Cet automne, je me suis rendu au tribunal de district américain de Tucson, en Arizona, pour observer les débats dans plusieurs affaires impliquant des citoyens américains qui avaient fait passer clandestinement des immigrants, de la drogue ou des armes à travers la frontière. Une prévenue a été arrêtée lorsque des agents des douanes et de la protection des frontières l’ont repérée s’arrêtant le long d’une route désertique pour laisser monter un migrant dans sa voiture. Une femme avait tenté d’entrer aux États-Unis avec du fentanyl dans ses vêtements ; d’autres le cachaient dans les crevasses de leur corps. Dans un cas, du fentanyl était cousu dans la doublure d’un sac à main. Certains ont été surpris en train d’essayer d’entrer au Mexique avec des fusils AK-47, des chargeurs ou des cartouches cachées sous le capot ou le plancher de leur voiture.

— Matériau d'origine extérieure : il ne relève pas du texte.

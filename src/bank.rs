//! Static question bank
//!
//! The pool is loaded once and never mutated. Every new session gets its own
//! freshly shuffled ordering of shared question records.

use rand::seq::SliceRandom;
use serde::{Deserialize, Serialize};
use std::path::Path;
use std::sync::Arc;
use thiserror::Error;

/// A single trivia question
#[derive(Debug, Clone, PartialEq, Eq, Serialize, Deserialize)]
pub struct QuestionRecord {
    #[serde(rename = "question")]
    pub prompt: String,
    pub answer: String,
    pub clue: String,
}

impl QuestionRecord {
    pub fn new(
        prompt: impl Into<String>,
        answer: impl Into<String>,
        clue: impl Into<String>,
    ) -> Self {
        Self {
            prompt: prompt.into(),
            answer: answer.into(),
            clue: clue.into(),
        }
    }

    /// Case- and whitespace-insensitive comparison against the expected answer
    pub fn accepts(&self, reply: &str) -> bool {
        normalize_answer(reply) == normalize_answer(&self.answer)
    }
}

/// Lowercase and collapse whitespace runs so `"  new   YORK "` matches `"New York"`
pub fn normalize_answer(text: &str) -> String {
    text.split_whitespace()
        .collect::<Vec<_>>()
        .join(" ")
        .to_lowercase()
}

#[derive(Debug, Error)]
pub enum BankError {
    #[error("failed to read question bank: {0}")]
    Io(#[from] std::io::Error),
    #[error("failed to parse question bank: {0}")]
    Parse(#[from] serde_json::Error),
    #[error("question bank is empty")]
    Empty,
}

/// Immutable, non-empty pool of questions
#[derive(Debug)]
pub struct QuestionBank {
    pool: Vec<Arc<QuestionRecord>>,
}

impl QuestionBank {
    pub fn new(questions: Vec<QuestionRecord>) -> Result<Self, BankError> {
        if questions.is_empty() {
            return Err(BankError::Empty);
        }
        Ok(Self {
            pool: questions.into_iter().map(Arc::new).collect(),
        })
    }

    /// Load a JSON array of `{question, answer, clue}` objects
    pub fn from_json_file(path: &Path) -> Result<Self, BankError> {
        let raw = std::fs::read_to_string(path)?;
        Self::new(serde_json::from_str(&raw)?)
    }

    /// Small built-in pool used when no bank file is configured
    pub fn sample() -> Self {
        Self {
            pool: vec![
                Arc::new(QuestionRecord::new(
                    "What is the capital of France?",
                    "Paris",
                    "It's also known as the City of Lights.",
                )),
                Arc::new(QuestionRecord::new(
                    "What is 2 + 2?",
                    "4",
                    "It's the sum of two even numbers.",
                )),
                Arc::new(QuestionRecord::new(
                    "What is the color of the sky on a clear day?",
                    "Blue",
                    "It's the color of the ocean on a sunny day.",
                )),
            ],
        }
    }

    pub fn len(&self) -> usize {
        self.pool.len()
    }

    #[allow(dead_code)] // Pairs with len(); a bank is never empty once constructed
    pub fn is_empty(&self) -> bool {
        self.pool.is_empty()
    }

    /// A full, independently shuffled copy of the pool for a new session
    pub fn questions_for_session(&self) -> Vec<Arc<QuestionRecord>> {
        let mut order = self.pool.clone();
        order.shuffle(&mut rand::thread_rng());
        order
    }
}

Les accusés, qui ont plaidé coupables de ces crimes, étaient âgés de vingt à soixante ans. C’étaient des hommes et des femmes, noirs, latinos et blancs. Une femme a déclaré qu’un homme l’avait approchée au sujet de la contrebande à Tucson, en Arizona. Une autre a déclaré qu’elle rendait visite à des amis au Mexique lorsqu’un inconnu lui a demandé si elle souhaitait faire passer des pilules en contrebande. Lorsqu’on a demandé à un homme s’il savait qu’il transportait des armes dans son véhicule, il a répondu : « Je ne sais jamais vraiment ce que ça va être. » Il a poursuivi : « Aujourd’hui, je ne savais pas ce que j’avais dans le camion. Il vient d’être chargé et j’ai juste conduit.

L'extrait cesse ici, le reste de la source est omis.